Avant Solo, les travaux que Daniele Bravi a consacrés au piano exigeaient systématiquement de l’interprète d’agir sur le son du piano directement dans la caisse de résonance, sur les cordes en plus du clavier. « Pour moi, ma musique “raconte” la vie des sons, dit-il, et j’avais donc jusqu’ici recours à des instruments capables de moduler leurs propres sons. » Dans Solo toutefois, plutôt que d’explorer de nouveaux horizons timbriques et autres techniques instrumentales, Bravi tente de revenir aux sources du son pianistique en se mesurant, dans la mesure du possible, au répertoire de l’instrument. « Tout compositeur doit, selon moi, se mesurer à l’instrument en pensant aussi à la littérature antérieure. L’écriture pour piano ou quatuor à cordes, par exemple, représente aussi une opportunité de se comparer aux grands compositeurs du passé. »
Ainsi le titre de la pièce (Solo) doit-il être compris comme « jouer SEULEMENT au clavier ». Mais il fait aussi référence – une référence délibérément paradoxale – au principe générateur de la pièce, puisque celle-ci est organisée autour d’une double dualité. D’abord, elle s’élabore à partir d’un subtil jeu de résonance qui prend une dimension structurelle en constituant la charpente harmonique de la composition, et en générant « comme un second piano, ou une ombre pianistique, en constante relation avec le premier ». Le piano « ombre » s’incarnant dans un son sans attaque par opposition au piano ordinaire qu’il reflète. Ensuite parce que la pièce déploie deux architectures distinctes – habilement dissimulées sous un chemin formel apparemment unique.
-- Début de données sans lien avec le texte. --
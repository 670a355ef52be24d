use std::{
    collections::HashMap,
    sync::{
        atomic::{AtomicUsize, Ordering},
        Arc, Mutex,
    },
};

use axum::{
    extract::State,
    http::{HeaderMap, StatusCode},
    response::{IntoResponse, Response},
    routing::post,
    Form, Json, Router,
};
use serde_json::{json, Value};

use crate::server_config::{ReportSettings, ServerConfig};

pub const TEST_TOKEN: &str = "test-token";

pub fn test_config(api_url: &str) -> ServerConfig {
    ServerConfig {
        db_name: "metrics".to_string(),
        user: "reporter".to_string(),
        password: "secret".to_string(),
        host: "127.0.0.1".to_string(),
        port: 1,
        sendpulse_api_url: api_url.to_string(),
        sendpulse_grant_type: "client_credentials".to_string(),
        sendpulse_client_id: "client-id".to_string(),
        sendpulse_client_secret: "client-secret".to_string(),
        from_email: "noreply@example.com".to_string(),
        report: ReportSettings {
            subject: "Report".to_string(),
            sender_name: "Vintex".to_string(),
            recipients: vec!["ops@example.com".to_string(), "cfo@example.com".to_string()],
            text: Some("Daily report".to_string()),
            send_time: "09:00".to_string(),
            timezone: "Asia/Almaty".to_string(),
            day_offset_days: 1,
            template_path: None,
            run_on_startup: true,
            http_timeout_secs: 5,
            db_connect_timeout_secs: 1,
        },
    }
}

/// Stand-in for the SendPulse API that records what it receives.
#[derive(Clone)]
pub struct FakeSendPulse {
    pub token_status: StatusCode,
    pub email_status: StatusCode,
    pub token_hits: Arc<AtomicUsize>,
    pub email_hits: Arc<AtomicUsize>,
    pub token_form: Arc<Mutex<Option<HashMap<String, String>>>>,
    pub email_body: Arc<Mutex<Option<Value>>>,
    pub authorization: Arc<Mutex<Option<String>>>,
}

impl FakeSendPulse {
    pub fn new(token_status: StatusCode, email_status: StatusCode) -> Self {
        Self {
            token_status,
            email_status,
            token_hits: Arc::new(AtomicUsize::new(0)),
            email_hits: Arc::new(AtomicUsize::new(0)),
            token_form: Arc::new(Mutex::new(None)),
            email_body: Arc::new(Mutex::new(None)),
            authorization: Arc::new(Mutex::new(None)),
        }
    }

    pub fn token_hits(&self) -> usize {
        self.token_hits.load(Ordering::SeqCst)
    }

    pub fn email_hits(&self) -> usize {
        self.email_hits.load(Ordering::SeqCst)
    }

    /// Serves the fake on an ephemeral port and returns its base url.
    pub async fn spawn(&self) -> String {
        let router = Router::new()
            .route("/oauth/access_token", post(access_token))
            .route("/smtp/emails", post(smtp_emails))
            .with_state(self.clone());

        let listener = tokio::net::TcpListener::bind("127.0.0.1:0").await.unwrap();
        let addr = listener.local_addr().unwrap();
        tokio::spawn(async move {
            axum::serve(listener, router).await.unwrap();
        });

        format!("http://{addr}")
    }
}

async fn access_token(
    State(fake): State<FakeSendPulse>,
    Form(form): Form<HashMap<String, String>>,
) -> Response {
    fake.token_hits.fetch_add(1, Ordering::SeqCst);
    *fake.token_form.lock().unwrap() = Some(form);

    if fake.token_status != StatusCode::OK {
        return (fake.token_status, r#"{"error":"invalid_client"}"#).into_response();
    }

    Json(json!({
        "access_token": TEST_TOKEN,
        "token_type": "Bearer",
        "expires_in": 3600
    }))
    .into_response()
}

async fn smtp_emails(
    State(fake): State<FakeSendPulse>,
    headers: HeaderMap,
    Json(body): Json<Value>,
) -> Response {
    fake.email_hits.fetch_add(1, Ordering::SeqCst);
    *fake.authorization.lock().unwrap() = headers
        .get("authorization")
        .and_then(|v| v.to_str().ok())
        .map(str::to_string);
    *fake.email_body.lock().unwrap() = Some(body);

    if fake.email_status != StatusCode::OK {
        return (fake.email_status, "upstream exploded").into_response();
    }

    Json(json!({"result": true, "id": "msg-1"})).into_response()
}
Dans la première section (Nascosto, quasi notturno), cristalline et d’une grande économie de moyen, le dialogue imaginaire entre les deux pianos semble presque contrapuntique. Dans la seconde section, plus longue et plus articulée que la précédente (et ponctuée par une pédale de fa dièse qui tient lieu de point focal), le matériau initial est revisité et transformé par une écriture animée et fiévreuse, exigeant de l’interprète une virtuosité transcendantale sur tout le clavier et les trois pédales. Charge à l’auditeur de reconstituer de mémoire les lignes mélodiques cachées dans ce tissu sonore quasi granulaire (terme à comprendre au sens que lui ont donné les outils d’informatique musicale). Une réduction progressive du matériau mène à une coda (Calmo, perdendosi fra le risonanze), constituée de quelques notes qui forment une mélodie lente, sur plusieurs octaves, accompagnée par les ombre-sons des résonances, qui semblent se perdre dans le lointain.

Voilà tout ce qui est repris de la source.